§ YOUR GOAL:
The response should consist of the records, reproduced exactly.

++++ MATERIAL SHOWN

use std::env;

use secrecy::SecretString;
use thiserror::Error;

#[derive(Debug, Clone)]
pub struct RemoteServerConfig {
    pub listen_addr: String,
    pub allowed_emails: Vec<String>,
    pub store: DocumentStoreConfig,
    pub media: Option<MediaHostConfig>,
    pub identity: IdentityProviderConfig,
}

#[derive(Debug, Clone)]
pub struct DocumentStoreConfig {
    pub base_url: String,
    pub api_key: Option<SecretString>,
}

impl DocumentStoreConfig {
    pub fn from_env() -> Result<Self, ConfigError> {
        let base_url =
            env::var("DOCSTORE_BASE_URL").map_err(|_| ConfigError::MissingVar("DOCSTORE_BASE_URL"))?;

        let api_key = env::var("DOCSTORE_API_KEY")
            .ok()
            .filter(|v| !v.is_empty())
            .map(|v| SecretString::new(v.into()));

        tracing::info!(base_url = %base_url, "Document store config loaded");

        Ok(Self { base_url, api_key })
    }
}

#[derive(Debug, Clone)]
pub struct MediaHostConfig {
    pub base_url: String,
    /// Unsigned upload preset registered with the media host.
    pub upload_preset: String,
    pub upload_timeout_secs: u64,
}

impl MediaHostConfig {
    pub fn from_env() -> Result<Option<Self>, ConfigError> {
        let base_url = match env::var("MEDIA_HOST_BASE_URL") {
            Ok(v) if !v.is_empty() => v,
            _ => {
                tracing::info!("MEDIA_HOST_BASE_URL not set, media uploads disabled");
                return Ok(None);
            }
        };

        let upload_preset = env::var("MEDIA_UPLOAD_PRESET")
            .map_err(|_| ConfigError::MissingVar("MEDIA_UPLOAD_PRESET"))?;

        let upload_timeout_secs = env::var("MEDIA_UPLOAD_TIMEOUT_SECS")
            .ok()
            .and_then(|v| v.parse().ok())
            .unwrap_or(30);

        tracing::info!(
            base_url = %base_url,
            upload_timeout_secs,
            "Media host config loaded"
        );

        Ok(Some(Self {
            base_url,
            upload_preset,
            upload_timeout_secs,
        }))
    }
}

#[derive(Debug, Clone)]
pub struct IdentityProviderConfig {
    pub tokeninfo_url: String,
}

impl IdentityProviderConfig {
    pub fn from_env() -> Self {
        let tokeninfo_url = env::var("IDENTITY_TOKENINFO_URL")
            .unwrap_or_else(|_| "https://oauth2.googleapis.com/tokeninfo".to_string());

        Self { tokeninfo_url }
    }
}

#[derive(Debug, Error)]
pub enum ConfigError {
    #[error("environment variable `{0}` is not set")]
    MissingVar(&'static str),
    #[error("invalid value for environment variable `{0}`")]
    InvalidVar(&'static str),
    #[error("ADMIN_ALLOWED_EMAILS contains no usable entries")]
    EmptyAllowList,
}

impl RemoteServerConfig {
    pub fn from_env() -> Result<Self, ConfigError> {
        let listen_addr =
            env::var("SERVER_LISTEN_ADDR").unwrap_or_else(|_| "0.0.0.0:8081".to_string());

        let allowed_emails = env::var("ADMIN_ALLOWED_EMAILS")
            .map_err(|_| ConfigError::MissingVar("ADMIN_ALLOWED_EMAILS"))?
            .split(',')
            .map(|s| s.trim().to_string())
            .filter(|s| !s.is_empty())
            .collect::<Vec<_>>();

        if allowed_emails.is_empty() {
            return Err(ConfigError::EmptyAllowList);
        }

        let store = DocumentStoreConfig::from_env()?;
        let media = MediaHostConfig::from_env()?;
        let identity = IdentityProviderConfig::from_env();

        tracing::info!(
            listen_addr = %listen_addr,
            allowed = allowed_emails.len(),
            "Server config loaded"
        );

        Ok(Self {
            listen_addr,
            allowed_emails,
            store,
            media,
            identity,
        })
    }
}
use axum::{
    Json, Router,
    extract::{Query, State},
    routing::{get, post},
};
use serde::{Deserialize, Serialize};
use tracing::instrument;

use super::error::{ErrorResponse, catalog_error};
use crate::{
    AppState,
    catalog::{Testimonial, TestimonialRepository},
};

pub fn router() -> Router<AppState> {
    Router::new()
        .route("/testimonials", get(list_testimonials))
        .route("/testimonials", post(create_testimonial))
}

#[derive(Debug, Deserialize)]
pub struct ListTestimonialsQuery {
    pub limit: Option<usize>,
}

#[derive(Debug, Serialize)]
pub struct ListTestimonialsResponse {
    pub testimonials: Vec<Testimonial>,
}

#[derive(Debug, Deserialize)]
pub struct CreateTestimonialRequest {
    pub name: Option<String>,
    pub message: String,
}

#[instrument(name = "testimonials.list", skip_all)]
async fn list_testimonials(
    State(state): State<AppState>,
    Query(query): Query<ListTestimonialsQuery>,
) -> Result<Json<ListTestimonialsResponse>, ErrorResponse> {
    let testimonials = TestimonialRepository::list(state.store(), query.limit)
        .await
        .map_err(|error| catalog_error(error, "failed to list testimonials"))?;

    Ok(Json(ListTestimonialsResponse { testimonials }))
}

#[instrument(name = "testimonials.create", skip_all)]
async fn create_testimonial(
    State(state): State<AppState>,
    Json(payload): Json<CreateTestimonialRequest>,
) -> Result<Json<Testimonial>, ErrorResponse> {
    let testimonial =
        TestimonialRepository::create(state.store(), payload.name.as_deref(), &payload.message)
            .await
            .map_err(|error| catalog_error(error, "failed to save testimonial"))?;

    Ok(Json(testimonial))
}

++++++++

§ SOLUTION TO THE PROBLEM:
use std::env;

use secrecy::SecretString;
use thiserror::Error;

#[derive(Debug, Clone)]
pub struct RemoteServerConfig {
    pub listen_addr: String,
    pub allowed_emails: Vec<String>,
    pub store: DocumentStoreConfig,
    pub media: Option<MediaHostConfig>,
    pub identity: IdentityProviderConfig,
}

#[derive(Debug, Clone)]
pub struct DocumentStoreConfig {
    pub base_url: String,
    pub api_key: Option<SecretString>,
}

impl DocumentStoreConfig {
    pub fn from_env() -> Result<Self, ConfigError> {
        let base_url =
            env::var("DOCSTORE_BASE_URL").map_err(|_| ConfigError::MissingVar("DOCSTORE_BASE_URL"))?;

        let api_key = env::var("DOCSTORE_API_KEY")
            .ok()
            .filter(|v| !v.is_empty())
            .map(|v| SecretString::new(v.into()));

        tracing::info!(base_url = %base_url, "Document store config loaded");

        Ok(Self { base_url, api_key })
    }
}

#[derive(Debug, Clone)]
pub struct MediaHostConfig {
    pub base_url: String,
    /// Unsigned upload preset registered with the media host.
    pub upload_preset: String,
    pub upload_timeout_secs: u64,
}

impl MediaHostConfig {
    pub fn from_env() -> Result<Option<Self>, ConfigError> {
        let base_url = match env::var("MEDIA_HOST_BASE_URL") {
            Ok(v) if !v.is_empty() => v,
            _ => {
                tracing::info!("MEDIA_HOST_BASE_URL not set, media uploads disabled");
                return Ok(None);
            }
        };

        let upload_preset = env::var("MEDIA_UPLOAD_PRESET")
            .map_err(|_| ConfigError::MissingVar("MEDIA_UPLOAD_PRESET"))?;

        let upload_timeout_secs = env::var("MEDIA_UPLOAD_TIMEOUT_SECS")
            .ok()
            .and_then(|v| v.parse().ok())
            .unwrap_or(30);

        tracing::info!(
            base_url = %base_url,
            upload_timeout_secs,
            "Media host config loaded"
        );

        Ok(Some(Self {
            base_url,
            upload_preset,
            upload_timeout_secs,
        }))
    }
}

#[derive(Debug, Clone)]
pub struct IdentityProviderConfig {
    pub tokeninfo_url: String,
}

impl IdentityProviderConfig {
    pub fn from_env() -> Self {
        let tokeninfo_url = env::var("IDENTITY_TOKENINFO_URL")
            .unwrap_or_else(|_| "https://oauth2.googleapis.com/tokeninfo".to_string());

        Self { tokeninfo_url }
    }
}

#[derive(Debug, Error)]
pub enum ConfigError {
    #[error("environment variable `{0}` is not set")]
    MissingVar(&'static str),
    #[error("invalid value for environment variable `{0}`")]
    InvalidVar(&'static str),
    #[error("ADMIN_ALLOWED_EMAILS contains no usable entries")]
    EmptyAllowList,
}

impl RemoteServerConfig {
    pub fn from_env() -> Result<Self, ConfigError> {
        let listen_addr =
            env::var("SERVER_LISTEN_ADDR").unwrap_or_else(|_| "0.0.0.0:8081".to_string());

        let allowed_emails = env::var("ADMIN_ALLOWED_EMAILS")
            .map_err(|_| ConfigError::MissingVar("ADMIN_ALLOWED_EMAILS"))?
            .split(',')
            .map(|s| s.trim().to_string())
            .filter(|s| !s.is_empty())
            .collect::<Vec<_>>();

        if allowed_emails.is_empty() {
            return Err(ConfigError::EmptyAllowList);
        }

        let store = DocumentStoreConfig::from_env()?;
        let media = MediaHostConfig::from_env()?;
        let identity = IdentityProviderConfig::from_env();

        tracing::info!(
            listen_addr = %listen_addr,
            allowed = allowed_emails.len(),
            "Server config loaded"
        );

        Ok(Self {
            listen_addr,
            allowed_emails,
            store,
            media,
            identity,
        })
    }
}
use axum::{
    Json, Router,
    extract::{Query, State},
    routing::{get, post},
};
use serde::{Deserialize, Serialize};
use tracing::instrument;

use super::error::{ErrorResponse, catalog_error};
use crate::{
    AppState,
    catalog::{Testimonial, TestimonialRepository},
};

pub fn router() -> Router<AppState> {
    Router::new()
        .route("/testimonials", get(list_testimonials))
        .route("/testimonials", post(create_testimonial))
}

#[derive(Debug, Deserialize)]
pub struct ListTestimonialsQuery {
    pub limit: Option<usize>,
}

#[derive(Debug, Serialize)]
pub struct ListTestimonialsResponse {
    pub testimonials: Vec<Testimonial>,
}

#[derive(Debug, Deserialize)]
pub struct CreateTestimonialRequest {
    pub name: Option<String>,
    pub message: String,
}

#[instrument(name = "testimonials.list", skip_all)]
async fn list_testimonials(
    State(state): State<AppState>,
    Query(query): Query<ListTestimonialsQuery>,
) -> Result<Json<ListTestimonialsResponse>, ErrorResponse> {
    let testimonials = TestimonialRepository::list(state.store(), query.limit)
        .await
        .map_err(|error| catalog_error(error, "failed to list testimonials"))?;

    Ok(Json(ListTestimonialsResponse { testimonials }))
}

#[instrument(name = "testimonials.create", skip_all)]
async fn create_testimonial(
    State(state): State<AppState>,
    Json(payload): Json<CreateTestimonialRequest>,
) -> Result<Json<Testimonial>, ErrorResponse> {
    let testimonial =
        TestimonialRepository::create(state.store(), payload.name.as_deref(), &payload.message)
            .await
            .map_err(|error| catalog_error(error, "failed to save testimonial"))?;

    Ok(Json(testimonial))
}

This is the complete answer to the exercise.